(Work task) Lines below starting with the line with "use super::*;" and going on through the line with "row.chars().map(|c| c == '#'))" must be output exactly; the rest of the records must be left out.

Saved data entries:
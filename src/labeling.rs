//! Connected-component labeling of marker pixels.
//!
//! A [`Mask`] records which pixels a [`Classifier`] marks. [`Labeling`] then
//! partitions the marked pixels into regions with a breadth-first flood fill
//! seeded in raster order, so region ids follow discovery order and every
//! pixel is queued at most once.

use crate::color::Classifier;
use image::RgbaImage;
use rayon::{iter::ParallelIterator, slice::ParallelSlice};
use serde::{Deserialize, Serialize};
use std::collections::VecDeque;

pub type RegionId = u32;

#[derive(Debug, Clone, Copy, PartialEq, Eq, Default, Serialize, Deserialize, clap::ValueEnum)]
#[serde(rename_all = "lowercase")]
pub enum Connectivity {
    /// Up, down, left and right.
    #[default]
    Four,
    /// The four edge neighbours plus the diagonals.
    Eight,
}

impl Connectivity {
    fn offsets(self) -> &'static [(i64, i64)] {
        const FOUR: [(i64, i64); 4] = [(0, 1), (0, -1), (1, 0), (-1, 0)];
        const EIGHT: [(i64, i64); 8] = [
            (0, 1),
            (0, -1),
            (1, 0),
            (-1, 0),
            (1, 1),
            (1, -1),
            (-1, 1),
            (-1, -1),
        ];
        match self {
            Connectivity::Four => &FOUR,
            Connectivity::Eight => &EIGHT,
        }
    }
}

/// Row-major boolean mask over an image grid.
#[derive(Debug, Clone, PartialEq, Eq)]
pub struct Mask {
    width: u32,
    height: u32,
    bits: Vec<bool>,
}

impl Mask {
    pub fn from_image(image: &RgbaImage, classifier: &Classifier) -> Mask {
        let bits = image
            .as_raw()
            .par_chunks_exact(4)
            .map(|px| classifier.is_marked_px(px))
            .collect();
        Mask {
            width: image.width(),
            height: image.height(),
            bits,
        }
    }

    /// Builds a mask straight from row-major bits.
    ///
    /// # Panics
    /// When `bits.len()` is not `width * height`.
    pub fn from_bits(width: u32, height: u32, bits: Vec<bool>) -> Mask {
        assert_eq!(
            bits.len(),
            width as usize * height as usize,
            "mask size does not match {width}x{height}"
        );
        Mask {
            width,
            height,
            bits,
        }
    }

    pub fn width(&self) -> u32 {
        self.width
    }

    pub fn height(&self) -> u32 {
        self.height
    }

    pub fn get(&self, x: u32, y: u32) -> bool {
        x < self.width && y < self.height && self.bits[self.index(x, y)]
    }

    pub fn count(&self) -> usize {
        self.bits.iter().filter(|&&bit| bit).count()
    }

    fn index(&self, x: u32, y: u32) -> usize {
        y as usize * self.width as usize + x as usize
    }
}

/// Inclusive pixel bounds of a region.
#[derive(Debug, Clone, Copy, PartialEq, Eq, Serialize)]
pub struct Bounds {
    pub min_x: u32,
    pub min_y: u32,
    pub max_x: u32,
    pub max_y: u32,
}

impl Bounds {
    fn at(x: u32, y: u32) -> Bounds {
        Bounds {
            min_x: x,
            min_y: y,
            max_x: x,
            max_y: y,
        }
    }

    fn include(&mut self, x: u32, y: u32) {
        self.min_x = self.min_x.min(x);
        self.min_y = self.min_y.min(y);
        self.max_x = self.max_x.max(x);
        self.max_y = self.max_y.max(y);
    }
}

#[derive(Debug, Clone, PartialEq, Eq, Serialize)]
pub struct Region {
    pub id: RegionId,
    /// Pixel count.
    pub size: u64,
    /// First pixel of the region in raster order.
    pub seed: (u32, u32),
    pub bounds: Bounds,
}

/// Partition of a mask's marked pixels into connected regions.
#[derive(Debug, Clone)]
pub struct Labeling {
    width: u32,
    height: u32,
    labels: Vec<Option<RegionId>>,
    regions: Vec<Region>,
}

impl Labeling {
    pub fn new(mask: &Mask, connectivity: Connectivity) -> Labeling {
        let (width, height) = (mask.width, mask.height);
        let mut labels: Vec<Option<RegionId>> = vec![None; mask.bits.len()];
        let mut regions: Vec<Region> = Vec::new();
        let mut queue: VecDeque<(u32, u32)> = VecDeque::new();

        for y in 0..height {
            for x in 0..width {
                let start = mask.index(x, y);
                if !mask.bits[start] || labels[start].is_some() {
                    continue;
                }

                let id = regions.len() as RegionId;
                let mut region = Region {
                    id,
                    size: 0,
                    seed: (x, y),
                    bounds: Bounds::at(x, y),
                };

                // Pixels are labeled when queued, not when popped, so none is queued twice.
                labels[start] = Some(id);
                queue.push_back((x, y));
                while let Some((cx, cy)) = queue.pop_front() {
                    region.size += 1;
                    region.bounds.include(cx, cy);

                    for &(dx, dy) in connectivity.offsets() {
                        let nx = cx as i64 + dx;
                        let ny = cy as i64 + dy;
                        if nx < 0 || ny < 0 || nx >= width as i64 || ny >= height as i64 {
                            continue;
                        }
                        let (nx, ny) = (nx as u32, ny as u32);
                        let neighbour = mask.index(nx, ny);
                        if mask.bits[neighbour] && labels[neighbour].is_none() {
                            labels[neighbour] = Some(id);
                            queue.push_back((nx, ny));
                        }
                    }
                }
                regions.push(region);
            }
        }

        Labeling {
            width,
            height,
            labels,
            regions,
        }
    }

    pub fn from_image(
        image: &RgbaImage,
        classifier: &Classifier,
        connectivity: Connectivity,
    ) -> Labeling {
        Labeling::new(&Mask::from_image(image, classifier), connectivity)
    }

    pub fn width(&self) -> u32 {
        self.width
    }

    pub fn height(&self) -> u32 {
        self.height
    }

    /// Regions in discovery order; `regions()[id]` has that id.
    pub fn regions(&self) -> &[Region] {
        &self.regions
    }

    pub fn region(&self, id: RegionId) -> Option<&Region> {
        self.regions.get(id as usize)
    }

    pub fn region_at(&self, x: u32, y: u32) -> Option<RegionId> {
        if x >= self.width || y >= self.height {
            return None;
        }
        self.labels[y as usize * self.width as usize + x as usize]
    }

    /// Row-major label map.
    pub fn labels(&self) -> &[Option<RegionId>] {
        &self.labels
    }

    pub fn marked_pixels(&self) -> u64 {
        self.regions.iter().map(|region| region.size).sum()
    }

    /// Member coordinates of one region, in raster order.
    pub fn pixels(&self, id: RegionId) -> impl Iterator<Item = (u32, u32)> + '_ {
        let width = self.width as usize;
        let rows = match self.region(id) {
            Some(region) => region.bounds.min_y as usize..region.bounds.max_y as usize + 1,
            None => 0..0,
        };
        rows.flat_map(move |y| (0..width).map(move |x| (x, y)))
            .filter(move |&(x, y)| self.labels[y * width + x] == Some(id))
            .map(|(x, y)| (x as u32, y as u32))
    }

    /// The region with the most pixels. Ties go to the region discovered
    /// first in raster order, i.e. the one whose seed is closest to the
    /// top-left corner.
    pub fn largest(&self) -> Option<&Region> {
        self.regions.iter().fold(None, |best: Option<&Region>, region| match best {
            Some(best) if best.size >= region.size => Some(best),
            _ => Some(region),
        })
    }

    pub fn at_least(&self, min_pixels: u64) -> impl Iterator<Item = &Region> + '_ {
        self.regions
            .iter()
            .filter(move |region| region.size >= min_pixels)
    }
}

#[cfg(test)]
mod tests {
    use super::*;

    /// `#` is marked, anything else is not.
    fn mask(rows: &[&str]) -> Mask {
        let height = rows.len() as u32;
        let width = rows.first().map_or(0, |row| row.len()) as u32;
        let bits = rows
            .iter()
            .flat_map(|row| row.chars().map(|c| c == '#'))
            .collect();
        Mask::from_bits(width, height, bits)
    }

    #[test]
    fn empty_mask_has_no_regions() {
        let labeling = Labeling::new(&mask(&["...", "..."]), Connectivity::Four);
        assert!(labeling.regions().is_empty());
        assert!(labeling.largest().is_none());
        assert_eq!(labeling.marked_pixels(), 0);
    }

    #[test]
    fn diagonal_pixels_split_under_four_connectivity() {
        let rows = ["#..", ".#.", "..#"];
        let four = Labeling::new(&mask(&rows), Connectivity::Four);
        let eight = Labeling::new(&mask(&rows), Connectivity::Eight);
        assert_eq!(four.regions().len(), 3);
        assert_eq!(eight.regions().len(), 1);
        assert_eq!(eight.regions()[0].size, 3);
    }

    #[test]
    fn regions_follow_raster_discovery_order() {
        let labeling = Labeling::new(
            &mask(&["..##", "#...", "#..#"]),
            Connectivity::Four,
        );
        let seeds: Vec<_> = labeling.regions().iter().map(|r| r.seed).collect();
        assert_eq!(seeds, vec![(2, 0), (0, 1), (3, 2)]);
        let sizes: Vec<_> = labeling.regions().iter().map(|r| r.size).collect();
        assert_eq!(sizes, vec![2, 2, 1]);
    }

    #[test]
    fn largest_tie_goes_to_first_discovered() {
        let labeling = Labeling::new(&mask(&["##.##", ".....", "##..."]), Connectivity::Four);
        let largest = labeling.largest().unwrap();
        assert_eq!(largest.id, 0);
        assert_eq!(largest.seed, (0, 0));
    }

    #[test]
    fn u_shape_is_one_region_with_bounds() {
        let labeling = Labeling::new(
            &mask(&["#...#", "#...#", "#####"]),
            Connectivity::Four,
        );
        assert_eq!(labeling.regions().len(), 1);
        let region = &labeling.regions()[0];
        assert_eq!(region.size, 9);
        assert_eq!(
            region.bounds,
            Bounds {
                min_x: 0,
                min_y: 0,
                max_x: 4,
                max_y: 2
            }
        );
        assert_eq!(labeling.pixels(0).count(), 9);
        assert_eq!(labeling.region_at(2, 1), None);
        assert_eq!(labeling.region_at(4, 0), Some(0));
        assert_eq!(labeling.region_at(9, 9), None);
    }

    #[test]
    fn at_least_filters_by_size() {
        let labeling = Labeling::new(
            &mask(&["###.#", "###..", "###.."]),
            Connectivity::Four,
        );
        let kept: Vec<_> = labeling.at_least(5).map(|r| r.size).collect();
        assert_eq!(kept, vec![9]);
        assert_eq!(labeling.at_least(0).count(), 2);
        assert_eq!(labeling.at_least(100).count(), 0);
    }
}
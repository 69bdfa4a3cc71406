//! Timestamped logger behind the `log` facade.
//!
//! Lines go to stderr and, when a log file is configured, are appended to it
//! as well. Multi-line messages are split so every line carries its own stamp.

use chrono::Utc;
use log_dep::{Level, LevelFilter, Log, Metadata, Record, SetLoggerError};
use once_cell::sync::OnceCell;
use std::{
    fs::{self, File, OpenOptions},
    io::{self, Write},
    path::Path,
    sync::Mutex,
};

static LOGGER: OnceCell<Logger> = OnceCell::new();

pub fn timestamped(data: &str) -> String {
    format!("[{}] {}", Utc::now().format("%Y-%m-%d %H:%M:%S%.3f"), data)
}

fn open_append(path: &Path) -> io::Result<File> {
    if let Some(parent) = path.parent() {
        fs::create_dir_all(parent)?;
    }
    OpenOptions::new().append(true).create(true).open(path)
}

pub struct Logger {
    level: LevelFilter,
    file: Option<Mutex<File>>,
}

impl Logger {
    pub fn new(level: LevelFilter, log_file: Option<&Path>) -> io::Result<Logger> {
        let file = match log_file {
            Some(path) => Some(Mutex::new(open_append(path)?)),
            None => None,
        };
        Ok(Logger { level, file })
    }

    fn format_line(record: &Record, line: &str) -> String {
        match record.level() {
            Level::Info => timestamped(line),
            level => timestamped(&format!("{level}: {line}")),
        }
    }
}

impl Log for Logger {
    fn enabled(&self, metadata: &Metadata) -> bool {
        metadata.level() <= self.level
    }

    fn log(&self, record: &Record) {
        if !self.enabled(record.metadata()) {
            return;
        }
        let message = record.args().to_string();
        let mut stderr = io::stderr().lock();
        let mut file = self.file.as_ref().and_then(|file| file.lock().ok());
        for line in message.split('\n') {
            let line = Logger::format_line(record, line);
            // Nowhere left to report a failed log write.
            let _ = writeln!(stderr, "{line}");
            if let Some(file) = file.as_mut() {
                let _ = writeln!(file, "{line}");
            }
        }
    }

    fn flush(&self) {
        let _ = io::stderr().flush();
        if let Some(Ok(mut file)) = self.file.as_ref().map(|file| file.lock()) {
            let _ = file.flush();
        }
    }
}

#[derive(Debug, thiserror::Error)]
pub enum InitError {
    #[error("Could not open log file: {0}")]
    Open(#[from] io::Error),
    #[error("Logger already initialized.")]
    AlreadyInitialized,
    #[error("{0}")]
    SetLogger(#[from] SetLoggerError),
}

/// Installs the process-wide logger. Can only succeed once.
pub fn init(level: LevelFilter, log_file: Option<&Path>) -> Result<(), InitError> {
    let logger = LOGGER
        .try_insert(Logger::new(level, log_file)?)
        .map_err(|_| InitError::AlreadyInitialized)?;
    log_dep::set_logger(logger)?;
    log_dep::set_max_level(level);
    Ok(())
}
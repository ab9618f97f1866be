//! TUI application state and event loop

use super::controls::{Control, HitMap};
use crate::core::CATEGORIES;
use crate::game::Session;
use crate::storage::KeyValueStore;
use anyhow::Result;
use crossterm::{
    event::{
        self, DisableMouseCapture, EnableMouseCapture, Event, KeyCode, KeyEvent, KeyEventKind,
        KeyModifiers, MouseButton, MouseEventKind,
    },
    execute,
    terminal::{EnterAlternateScreen, LeaveAlternateScreen, disable_raw_mode, enable_raw_mode},
};
use ratatui::{Terminal, backend::CrosstermBackend};
use std::io;

/// Application state
pub struct App<S> {
    pub session: Session<S>,
    pub auto_submit: bool,
    pub should_quit: bool,
}

impl<S: KeyValueStore> App<S> {
    #[must_use]
    pub const fn new(session: Session<S>, auto_submit: bool) -> Self {
        Self {
            session,
            auto_submit,
            should_quit: false,
        }
    }

    /// Apply a pressed control to the session
    pub fn apply(&mut self, control: Control) {
        match control {
            Control::Letter(ch) => {
                if self.session.add_letter(ch) && self.auto_submit && self.session.is_row_full() {
                    self.session.submit_guess();
                }
            }
            Control::Erase => {
                self.session.erase_letter();
            }
            Control::Submit => {
                self.session.submit_guess();
            }
            Control::NewRound => {
                if let Err(err) = self.session.new_round() {
                    tracing::warn!("new round refused: {err}");
                }
            }
            Control::Category(index) => {
                if let Some(category) = CATEGORIES.get(index)
                    && let Err(err) = self.session.reset_game(category.name)
                {
                    tracing::warn!("category refused: {err}");
                }
            }
            Control::Quit => self.should_quit = true,
        }
    }

    /// Translate a physical key into a control
    #[must_use]
    pub fn control_for_key(key: KeyEvent) -> Option<Control> {
        let ctrl = key.modifiers.contains(KeyModifiers::CONTROL);
        match key.code {
            KeyCode::Char('c') if ctrl => Some(Control::Quit),
            KeyCode::Char('n') if ctrl => Some(Control::NewRound),
            KeyCode::Esc => Some(Control::Quit),
            KeyCode::Enter => Some(Control::Submit),
            KeyCode::Backspace => Some(Control::Erase),
            KeyCode::F(n) if (1..=CATEGORIES.len()).contains(&usize::from(n)) => {
                Some(Control::Category(usize::from(n) - 1))
            }
            KeyCode::Char(ch) if !ctrl => Some(Control::Letter(ch)),
            _ => None,
        }
    }

    pub fn handle_key(&mut self, key: KeyEvent) {
        if let Some(control) = Self::control_for_key(key) {
            self.apply(control);
        }
    }

    /// Handle a left click at a terminal cell
    pub fn handle_click(&mut self, hits: &HitMap, column: u16, row: u16) {
        if let Some(control) = hits.control_at(column, row) {
            tracing::debug!(?control, "clicked");
            self.apply(control);
        }
    }
}

/// Run the TUI application
///
/// # Errors
///
/// Returns an error if terminal setup/cleanup fails or if there's an I/O error
/// during rendering or event handling.
pub fn run_tui<S: KeyValueStore>(app: App<S>) -> Result<()> {
    // Setup terminal
    enable_raw_mode()?;
    let mut stdout = io::stdout();
    execute!(stdout, EnterAlternateScreen, EnableMouseCapture)?;
    let backend = CrosstermBackend::new(stdout);
    let mut terminal = Terminal::new(backend)?;

    // Run app
    let res = run_app(&mut terminal, app);

    // Restore terminal
    disable_raw_mode()?;
    execute!(
        terminal.backend_mut(),
        LeaveAlternateScreen,
        DisableMouseCapture
    )?;
    terminal.show_cursor()?;

    if let Err(err) = &res {
        tracing::error!("tui stopped: {err}");
    }
    res
}

fn run_app<B: ratatui::backend::Backend, S: KeyValueStore>(
    terminal: &mut Terminal<B>,
    mut app: App<S>,
) -> Result<()> {
    let mut hits = HitMap::default();

    loop {
        terminal.draw(|f| hits = super::rendering::ui(f, &app))?;

        match event::read()? {
            // Only process key press events (fixes Windows double-input bug)
            Event::Key(key) if key.kind == KeyEventKind::Press => app.handle_key(key),
            Event::Mouse(mouse) if mouse.kind == MouseEventKind::Down(MouseButton::Left) => {
                app.handle_click(&hits, mouse.column, mouse.row);
            }
            _ => {}
        }

        if app.should_quit {
            break;
        }
    }

    Ok(())
}
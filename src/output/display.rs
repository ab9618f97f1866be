//! Display functions for command results

use super::formatters::create_progress_bar;
use crate::commands::{CategorySummary, StatsReport};
use colored::Colorize;

/// Print the persisted win/loss record
pub fn print_stats_report(report: &StatsReport) {
    println!("\n{}", "─".repeat(40).cyan());
    println!("{}", "סטטיסטיקה".bright_yellow().bold());
    println!("{}", "─".repeat(40).cyan());

    println!("  ניצחונות: {}", report.record.wins.to_string().green().bold());
    println!("  הפסדים:   {}", report.record.losses.to_string().red().bold());
    println!("  משחקים:   {}", report.games);

    if report.games > 0 {
        println!(
            "  [{}] {:.0}%",
            create_progress_bar(report.win_rate, 1.0, 20).green(),
            report.win_rate * 100.0
        );
    }
    println!();
}

/// Print categories with their word counts
pub fn print_categories(summaries: &[CategorySummary]) {
    println!("\n{}", "─".repeat(40).cyan());
    println!("{}", "קטגוריות".bright_yellow().bold());
    println!("{}", "─".repeat(40).cyan());

    let mut button = 0;
    for summary in summaries {
        let key = if summary.has_button() {
            button += 1;
            format!("F{button}")
        } else {
            "  ".to_string()
        };

        let count = if summary.is_playable() {
            format!("{} מילים", summary.word_count).green()
        } else {
            "אין מילים".red()
        };

        println!(
            "  {} {} {:<10} {:<8} {}",
            key.bright_black(),
            summary.icon.unwrap_or("  "),
            summary.name.bright_white().bold(),
            summary.label.unwrap_or(""),
            count
        );
    }
    println!();
}
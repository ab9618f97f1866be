//! Embedded word lists
//!
//! Word lists compiled into the binary at build time.

// Include generated category table from build script
include!(concat!(env!("OUT_DIR"), "/categories.rs"));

(Solution to the problem)
    use super::*;

    /// `#` is marked, anything else is not.
    fn mask(rows: &[&str]) -> Mask {
        let height = rows.len() as u32;
        let width = rows.first().map_or(0, |row| row.len()) as u32;
        let bits = rows
            .iter()
            .flat_map(|row| row.chars().map(|c| c == '#'))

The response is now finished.